One of the most common questions I get asked is what whether a small business should become an S Corporation. Choosing the right type of structure and tax designation for your small business is a vital step that should take place early on because it’s important to help your business thrive.
What IS an S Corporation?
An s corporation is actually NOT a type of business formation. In order to be an s corporation you must first form your business as a limited liability company for legal purposes. From there, if you meet certain requirements, you can elect to designate your business as an s corporation for tax purposes.
In order to meet the IRS requirements to designate as an s corporation your corporation must, have fewer than 100 shareholders who are all individuals, not corporations; have only one class of stock available; and be owned by U.S. citizens or resident aliens.
What is the Advantage of Choosing S Corporation Tax Status?
The major advantage of becoming an s corporation for most people? Substantial tax savings. Different to c corporations (the most common type of corporation structure chosen), s corporations are not subject to double taxation. The s corporation status allows for a business’s income, losses, and deductions to be passed onto owners or shareholders when they file their income tax. That means that an s corporation’s revenue is not taxed at the corporate level. It’s only taxed when paid out as salaries or dividends to shareholders, so the company is not required to pay federal income tax because the profit has technically been passed on to the individuals. That’s a huge benefit for small business owners.

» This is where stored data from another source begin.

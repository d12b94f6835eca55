//! Catalog data model and artifact types.
//!
//! Every artifact the pipeline produces is an immutable JSON snapshot,
//! pretty-printed with a trailing newline so it can be served as a static
//! asset directly.

use crate::category::PrimaryCategory;
use crate::error::{Error, Result};
use serde::de::Deserializer;
use serde::ser::Serializer;
use serde::{Deserialize, Serialize};
use std::collections::BTreeMap;
use std::fs;
use std::path::Path;

/// Per-channel allow/deny state for one item under one jurisdiction.
///
/// The authority source encodes these as circle/cross glyphs. A glyph that is
/// missing or unrecognized parses as [`RuleFlag::Unknown`]; collapsing that
/// into `Denied` is a policy decision applied by the caller (see
/// [`RuleFlag::or_denied`]), not something the parser decides.
#[derive(Debug, Clone, Copy, PartialEq, Eq, Default)]
pub enum RuleFlag {
    /// The item is allowed through this channel.
    Allowed,
    /// The item is denied through this channel.
    Denied,
    /// The source did not say either way.
    #[default]
    Unknown,
}

impl RuleFlag {
    /// Interprets a circle/cross glyph from the authority export.
    ///
    /// `○` (or an ASCII `o`, case-insensitive) means allowed, `×` (or an
    /// ASCII `x`) means denied. Anything else, including an empty cell, is
    /// reported as `Unknown`.
    pub fn from_glyph(raw: &str) -> Self {
        let s = raw.trim();
        if s == "○" || s.eq_ignore_ascii_case("o") {
            RuleFlag::Allowed
        } else if s == "×" || s.eq_ignore_ascii_case("x") {
            RuleFlag::Denied
        } else {
            RuleFlag::Unknown
        }
    }

    /// Collapses `Unknown` into `Denied`.
    ///
    /// The catalog treats an unstated rule as a denial so that missing data
    /// never shows an item as safe to carry.
    pub fn or_denied(self) -> Self {
        match self {
            RuleFlag::Unknown => RuleFlag::Denied,
            other => other,
        }
    }

    /// Boolean view used by the repair pass: allowed/denied map to a
    /// boolean, unknown maps to `None`.
    pub fn as_bool(self) -> Option<bool> {
        match self {
            RuleFlag::Allowed => Some(true),
            RuleFlag::Denied => Some(false),
            RuleFlag::Unknown => None,
        }
    }

    /// Decodes any of the legacy flag encodings found in existing catalog
    /// files: proper booleans, the Korean `허용`/`금지` strings, or
    /// case-insensitive `"true"`/`"false"` strings.
    pub fn from_legacy_value(value: &serde_json::Value) -> Self {
        match value {
            serde_json::Value::Bool(true) => RuleFlag::Allowed,
            serde_json::Value::Bool(false) => RuleFlag::Denied,
            serde_json::Value::String(s) => Self::from_legacy_str(s),
            _ => RuleFlag::Unknown,
        }
    }

    fn from_legacy_str(s: &str) -> Self {
        let v = s.trim();
        if v == "허용" || v.eq_ignore_ascii_case("true") {
            RuleFlag::Allowed
        } else if v == "금지" || v.eq_ignore_ascii_case("false") {
            RuleFlag::Denied
        } else {
            RuleFlag::Unknown
        }
    }
}

// Built catalogs carry the display encoding ("허용"/"금지"); the repair pass
// rewrites it to boolean-or-null.
impl Serialize for RuleFlag {
    fn serialize<S: Serializer>(&self, serializer: S) -> std::result::Result<S::Ok, S::Error> {
        match self {
            RuleFlag::Allowed => serializer.serialize_str("허용"),
            RuleFlag::Denied => serializer.serialize_str("금지"),
            RuleFlag::Unknown => serializer.serialize_none(),
        }
    }
}

impl<'de> Deserialize<'de> for RuleFlag {
    fn deserialize<D: Deserializer<'de>>(deserializer: D) -> std::result::Result<Self, D::Error> {
        let value = Option::<serde_json::Value>::deserialize(deserializer)?;
        Ok(match value {
            Some(v) => RuleFlag::from_legacy_value(&v),
            None => RuleFlag::Unknown,
        })
    }
}

/// Allow/deny state for the two baggage channels.
#[derive(Debug, Clone, Copy, Default, PartialEq, Eq, Serialize, Deserialize)]
pub struct ChannelRules {
    /// Cabin (carry-on) baggage.
    #[serde(default)]
    pub carry_on: RuleFlag,
    /// Checked baggage.
    #[serde(default)]
    pub checked: RuleFlag,
}

/// One entry of the item catalog.
#[derive(Debug, Clone, Serialize, Deserialize)]
pub struct CatalogItem {
    /// 1-based position in ascending Korean-collation order of `name_ko`.
    ///
    /// Recomputed on every rebuild: adding or removing an item shifts every
    /// subsequent ID, so this is a display key within one build, not a
    /// permanent identifier. Consumers that need a stable key should derive
    /// one from the name (see [`crate::normalize::slugify`]).
    pub item_id: u32,
    /// Canonical Korean display name. Non-empty and unique within a catalog
    /// after key normalization.
    pub name_ko: String,
    /// English display name, when the term source knew one.
    #[serde(default)]
    pub name_en: Option<String>,
    /// Primary category derived from the authority classification label.
    pub primary_category: PrimaryCategory,
    /// Finer classification, assigned by the sub-category pass.
    #[serde(default)]
    pub sub_category: Option<String>,
    /// Free-text description (extended schema; not produced by the build).
    #[serde(default)]
    pub description: Option<String>,
    /// Deduplicated classification tags, in first-seen order.
    #[serde(default)]
    pub tags: Vec<String>,
    /// Per-jurisdiction allow/deny summary.
    #[serde(default)]
    pub rules_summary: BTreeMap<String, ChannelRules>,
    /// Per-jurisdiction citation strings.
    #[serde(default)]
    pub rules_sources: BTreeMap<String, Vec<String>>,
    /// Visibility flag; consumers exclude unpublished items from listings.
    #[serde(default = "default_published")]
    pub published: bool,
    /// When the jurisdiction source was last verified.
    #[serde(default)]
    pub source_last_checked: Option<String>,
}

fn default_published() -> bool {
    true
}

/// The item catalog artifact.
#[derive(Debug, Clone, Serialize, Deserialize)]
pub struct Catalog {
    /// Jurisdiction code, e.g. `KR`.
    pub country: String,
    /// Items in ascending `item_id` order.
    pub items: Vec<CatalogItem>,
}

impl Catalog {
    /// Serializes the catalog as pretty-printed JSON with a trailing newline.
    pub fn to_pretty_json(&self) -> Result<String> {
        pretty_json(self)
    }

    /// Writes the catalog to `path`, overwriting the whole file.
    pub fn save(&self, path: impl AsRef<Path>) -> Result<()> {
        fs::write(path, self.to_pretty_json()?)?;
        Ok(())
    }

    /// Loads a catalog file, accepting legacy rule-flag encodings.
    ///
    /// Fails with [`Error::InvalidCatalog`] when the top-level `items`
    /// collection is not list-shaped.
    pub fn load(path: impl AsRef<Path>) -> Result<Self> {
        let content = fs::read_to_string(path)?;
        let value: serde_json::Value = serde_json::from_str(&content)?;
        if !value.get("items").map(|v| v.is_array()).unwrap_or(false) {
            return Err(Error::InvalidCatalog("expected items array".into()));
        }
        Ok(serde_json::from_value(value)?)
    }
}

/// One ranked autocomplete suggestion.
#[derive(Debug, Clone, PartialEq, Eq, Serialize, Deserialize)]
pub struct AutocompleteEntry {
    /// Observed surface form, Korean or English.
    pub term: String,
    /// Peak observed frequency across all contributions of this term.
    pub freq: u32,
}

/// The autocomplete index artifact.
#[derive(Debug, Clone, Serialize, Deserialize)]
pub struct AutocompleteIndex {
    /// Jurisdiction code, e.g. `KR`.
    pub country: String,
    /// Suggestions in descending frequency order.
    pub terms: Vec<AutocompleteEntry>,
}

impl AutocompleteIndex {
    /// Serializes the index as pretty-printed JSON with a trailing newline.
    pub fn to_pretty_json(&self) -> Result<String> {
        pretty_json(self)
    }

    /// Writes the index to `path`, overwriting the whole file.
    pub fn save(&self, path: impl AsRef<Path>) -> Result<()> {
        fs::write(path, self.to_pretty_json()?)?;
        Ok(())
    }
}

/// One primary category and its observed sub-categories.
#[derive(Debug, Clone, PartialEq, Eq, Serialize, Deserialize)]
pub struct CategoryGroup {
    /// Primary category name.
    pub name: String,
    /// Sorted, deduplicated sub-categories observed under this primary.
    pub sub_categories: Vec<String>,
}

/// The category taxonomy artifact, derived entirely from a built catalog.
#[derive(Debug, Clone, PartialEq, Eq, Serialize, Deserialize)]
pub struct Taxonomy {
    /// Groups sorted by category name.
    pub categories: Vec<CategoryGroup>,
}

impl Taxonomy {
    /// Serializes the taxonomy as pretty-printed JSON with a trailing newline.
    pub fn to_pretty_json(&self) -> Result<String> {
        pretty_json(self)
    }

    /// Writes the taxonomy to `path`, overwriting the whole file.
    pub fn save(&self, path: impl AsRef<Path>) -> Result<()> {
        fs::write(path, self.to_pretty_json()?)?;
        Ok(())
    }
}

pub(crate) fn pretty_json<T: Serialize>(value: &T) -> Result<String> {
    let mut json = serde_json::to_string_pretty(value)?;
    json.push('\n');
    Ok(json)
}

Things you should consider before designating as an s corporation include how the IRS classifies businesses. The IRS defines businesses as sole proprietorships, partnerships, C corporations or S corporations. The IRS has no limited liability corporation (or LLC) tax designation, which means that a single-member LLC is taxed as a sole proprietorship while a multi member LLC is considered a partnership. However, LLC owners can choose to be taxed as an S-corp if the file the appropriate documents with the IRS.
The Big Difference between LLC taxation and S corporation Taxation
If you choose by default to have your LLC taxed as a sole proprietorship, this means that as a business owner you are required to report business income and expenses on your personal income tax return, pay personal income tax on company profits and pay Social Security and Medicare taxes on said profits.
If you choose instead to have your LLC taxed as an S corporation, your “reasonable salary” will be a business expense so you will report salary and other business profits on your personal income tax return. But, the big thing is you will ONLY pay self-employment taxes (Social Security and Medicare) on your “reasonable salary”. The business profits will not be taxed for self-employment purposes (but will still be taxed for all other purposes), so you could save a substantial amount of money each year in tax liability.
Is forming an S corporation right for you?
The important thing to think about when deciding whether or not to designate s corporation status is if the tax benefits are right for you. This may require the help of a professional so I highly suggest you contact a CPA or other tax professional in order to help you determine if this is the best designation for your business. Every business is different, and determining the “reasonable salary” for you as the business owner can be tricky, so its best to work with a certified CPA on this!